Plan type is less important than it used to be. This is due both to the legal requirement that all plans pay some benefits in the form of a lump–sum distribution and to accelerated vesting requirements. Chart 3 shows the pattern of benefit growth under the defined contribution and defined benefit plan approaches. It makes clear that for the mobile worker – that is, about 75 percent of workers – the defined contribution plan can lead to higher retirement asset accumulations. This makes the point that both plan types can serve valuable purposes, but one plan type does not fit all.

Chart 9 provides a 1990 data snapshot of pension benefit payments. The chart shows that a somewhat startling $107.2 billion was paid in lump sums in 1990, compared to $127.1 billion in annuity payments. Chart 10 shows why this raises issues for the baby boomers retirement futures: 44 percent of the dollars paid in lump–sum distributions are not saved for retirement, and 70 percent of the people who get them do not save them for retirement. Table 5 shows simulations of what baby boomer retirement income would look like if all lump–sum distributions were rolled over and saved for retirement. Instead of the 36 percent pension income delivery to retirees today (table 1) , it would reach 77 percent as the baby boomers retire and 84 percent in later years.

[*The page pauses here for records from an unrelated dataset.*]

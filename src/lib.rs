#![forbid(unsafe_code)]

//! Reader and extractor for POD3 game asset archives.

pub mod pod;
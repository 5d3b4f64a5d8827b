#![forbid(unsafe_code)]

mod ui;

use clap::{Parser, Subcommand};
use podex::pod::{self, ExtractOptions, ExtractProgress, ExtractStage};
use std::path::{Path, PathBuf};

#[derive(Debug, Parser)]
#[command(name = "podex", version, about = "POD3 archive extractor")]
struct Cli {
    #[command(subcommand)]
    cmd: Command,
}

#[derive(Debug, Subcommand)]
enum Command {
    /// Interactive wizard for extracting archives (terminal).
    Ui,

    /// Extract one archive, or every .pod archive in a directory.
    Extract {
        /// Archive file or directory of archives.
        #[arg(long)]
        input: PathBuf,
        /// Output directory. Each archive gets a subdirectory named after it.
        #[arg(long)]
        output: PathBuf,
        /// Only extract entries whose path contains this substring (repeatable).
        #[arg(long)]
        filter: Vec<String>,
        /// Also look for archives in subdirectories of --input.
        #[arg(long, default_value_t = false)]
        recursive: bool,
        /// Refuse archives whose header ident is not POD3.
        #[arg(long, default_value_t = false)]
        strict: bool,
    },

    /// List entries in an archive.
    List {
        #[arg(long)]
        pod: PathBuf,
        /// Print offsets, sizes, timestamps and content hashes too.
        #[arg(long, default_value_t = false)]
        verbose: bool,
    },

    /// Print the decoded archive header.
    Info {
        #[arg(long)]
        pod: PathBuf,
    },

    /// Check every entry's name and content range without extracting.
    Verify {
        #[arg(long)]
        pod: PathBuf,
    },
}

fn main() {
    env_logger::Builder::from_env(env_logger::Env::default().default_filter_or("info")).init();

    let cli = Cli::parse();

    let res = match cli.cmd {
        Command::Ui => ui::run(),
        Command::Extract {
            input,
            output,
            filter,
            recursive,
            strict,
        } => run_extract(
            &input,
            &output,
            &ExtractOptions {
                filters: filter,
                recursive,
                strict,
            },
        ),
        Command::List { pod, verbose } => pod::list(&pod, verbose),
        Command::Info { pod } => pod::info(&pod),
        Command::Verify { pod } => pod::verify(&pod),
    };

    if let Err(e) = res {
        eprintln!("error: {e}");
        std::process::exit(1);
    }
}

/// Extract with progress lines on stdout; errors if anything failed.
pub(crate) fn run_extract(input: &Path, output: &Path, opts: &ExtractOptions) -> pod::PodResult<()> {
    let mut on_progress = |p: ExtractProgress| {
        let item = p.item.unwrap_or_default();
        match p.stage {
            ExtractStage::Archive => println!("[{}/{}] {}", p.done + 1, p.total, item),
            ExtractStage::Entry => println!("  ({}/{}) {}", p.done + 1, p.total, item),
        }
    };

    let report = pod::extract_with_progress(input, output, opts, &mut on_progress)?;

    for archive in &report.archives {
        match archive {
            Ok(r) => {
                for f in &r.failures {
                    println!(
                        "  failed: {} entry {} ({}): {}",
                        r.archive.display(),
                        f.index,
                        f.name.as_deref().unwrap_or("?"),
                        f.error
                    );
                }
                if r.aborted {
                    println!("  aborted: {}", r.archive.display());
                }
            }
            Err(f) => println!("failed: {}: {}", f.archive.display(), f.error),
        }
    }

    println!(
        "done: {} file(s) from {} archive(s), {} archive failure(s), {} entry failure(s)",
        report.extracted_entries(),
        report.archives.len(),
        report.failed_archives(),
        report.failed_entries()
    );

    if !report.is_success() {
        return Err(pod::PodError::Invalid(format!(
            "{} archive(s) failed to decode, {} entry failure(s)",
            report.failed_archives(),
            report.failed_entries()
        )));
    }
    Ok(())
}
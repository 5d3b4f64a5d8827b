mod common;

use common::{entry_at, put_u32, PodBuilder};
use podex::pod::{self, PodError};
use std::fs;
use tempfile::TempDir;

#[test]
fn entries_resolve_names_and_hash_content() {
    let tmp = TempDir::new().unwrap();
    let data = PodBuilder::new()
        .file("maps\\level1.bsp", b"BSP")
        .file("readme.txt", b"hello")
        .build();
    let p = tmp.path().join("m.pod");
    fs::write(&p, &data).unwrap();

    let infos = pod::entries(&p).unwrap();
    assert_eq!(infos.len(), 2);
    assert_eq!(infos[0].name.as_deref(), Ok("maps\\level1.bsp"));
    assert_eq!(infos[1].size, 5);
    assert_eq!(infos[1].timestamp, 0x3C00_0001);

    let expected = blake3::hash(b"hello").to_hex().to_string();
    assert_eq!(infos[1].content_hash_hex.as_deref(), Some(expected.as_str()));
}

#[test]
fn damaged_entries_have_no_hash() {
    let tmp = TempDir::new().unwrap();
    let mut data = PodBuilder::new().file("a", b"1").build();
    let at = entry_at(&data, 0);
    put_u32(&mut data, at + 4, 1 << 20);
    let p = tmp.path().join("d.pod");
    fs::write(&p, &data).unwrap();

    let infos = pod::entries(&p).unwrap();
    assert!(infos[0].content_hash_hex.is_none());
    assert!(infos[0].name.is_ok());
}

#[test]
fn problems_lists_every_bad_entry() {
    let mut data = PodBuilder::new()
        .file("ok.txt", b"1")
        .file("..\\up.txt", b"2")
        .file("big.bin", b"3")
        .build();
    let at = entry_at(&data, 2);
    put_u32(&mut data, at + 4, 1 << 20);

    let archive = pod::Archive::parse(&data).unwrap();
    let found = pod::problems(&archive);
    let indexes: Vec<usize> = found.iter().map(|p| p.index).collect();
    assert_eq!(indexes, vec![1, 2]);
    assert!(matches!(found[0].error, PodError::UnsafePath { .. }));
    assert!(matches!(found[1].error, PodError::InvalidContentRange { .. }));
}

#[test]
fn verify_passes_clean_and_fails_damaged() {
    let tmp = TempDir::new().unwrap();
    let clean = tmp.path().join("clean.pod");
    fs::write(&clean, PodBuilder::new().file("a", b"1").build()).unwrap();
    assert!(pod::verify(&clean).is_ok());

    let mut data = PodBuilder::new().file("a", b"1").build();
    let at = entry_at(&data, 0);
    put_u32(&mut data, at, 1 << 24);
    let damaged = tmp.path().join("damaged.pod");
    fs::write(&damaged, &data).unwrap();
    assert!(matches!(pod::verify(&damaged), Err(PodError::Invalid(_))));
}

#[test]
fn header_text_and_reserved_region_decode() {
    let data = PodBuilder::new()
        .reserved(b"ONE\r\nTWO\r\n")
        .file("a", b"1")
        .build();

    let archive = pod::Archive::parse(&data).unwrap();
    assert_eq!(archive.header.ident, *b"POD3");
    assert_eq!(archive.header.comment, "test pack");
    assert_eq!(archive.header.author, "podex!");
    assert_eq!(archive.header.copyright, "");
    assert_eq!(archive.header.entry_offset as usize, pod::HEADER_SIZE + 10);
    assert_eq!(archive.reserved(), b"ONE\r\nTWO\r\n");
    assert_eq!(archive.header.names_size, 2);

    let tmp = TempDir::new().unwrap();
    let p = tmp.path().join("h.pod");
    fs::write(&p, &data).unwrap();
    assert!(pod::info(&p).is_ok());
}

#[test]
fn duplicate_names_fail_verification() {
    let tmp = TempDir::new().unwrap();
    let data = PodBuilder::new()
        .file("maps\\a.bsp", b"1")
        .file("maps\\a.bsp", b"2")
        .build();

    let archive = pod::Archive::parse(&data).unwrap();
    let found = pod::problems(&archive);
    assert_eq!(found.len(), 1);
    assert!(matches!(
        found[0].error,
        PodError::DuplicatePath { index: 1, first: 0, .. }
    ));

    let p = tmp.path().join("dup.pod");
    fs::write(&p, &data).unwrap();
    assert!(pod::verify(&p).is_err());
}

This highlights the fourth baby boomer challenge: the need for preservation of lump–sum distributions upon job change or retirement in order to meet retirement income goals.

It is important to note how important involvement by institutions like the government and employers can be. The data already provided indicate how important the mandatory system of Social Security and voluntary set asides of employer pensions have been in providing income to today’s retirees. Table 6 shows participation in individual retirement accounts (IRAs) relative to employer pensions and 401(k) plans. In 1992, 8.1 percent of workers contributed to an IRA (6.3 percent of those without an employer plan). This compares to 43.7 percent of all workers who are in an employer plan, and 64.9 percent of those workers given the option of participation in a 401(k) plan.

This highlights the fifth challenge related to the baby boomers: finding ways to get them to save on a tax–effective basis when they are given the opportunity.

It is important to factor retiree medical expenses into consideration when thinking about the baby boomers. Chart 11 shows the degree to which retirees depend upon Medicare and, to a lesser extent, on employer provision. Retirees have acted on their own to purchase supplementation of Medicare where employers have not provided the benefit. Charts 12, 13, and 14 show that 45 percent of have access to retiree health insurance, with wide variation in what the employer will pay. Only 10 percent to 15 percent of baby boomers being promised full employer payment for Medigap policies.

This highlights the sixth challenge related to the baby boomers: focusing on the implications of rising health care costs and increased life expectancy, and then saving enough to pay for health expenses in retirement at what is likely to be a far higher proportional cost than that faced by today’s retirees.

Conclusion

I want to thank the Committee for the opportunity to testify today and invite you to call on EBRI and ASEC in the future. The baby boom generation is beginning to save, but only one-third have yet done an estimate of how much they need to save for retirement. Employers are doing more now than ever before to raise this number. Employers recognize that while this is a higher proportion than among today’s retirees, it leaves much room for improvement. Workers, like retirees, underestimate how long they will live once retired, but they want to retire early. Education is focusing on this as well. This combination of factors tells us that baby boomers are on a better savings path than today’s retirees, and they have the tools and the opportunity to do even better. The primary challenge for employers and the government is to provide individuals the education to assure that they become planners, savers, and investors, as we have moved from a system focused primarily on the few who work for one employer for a full career to one focused on all workers.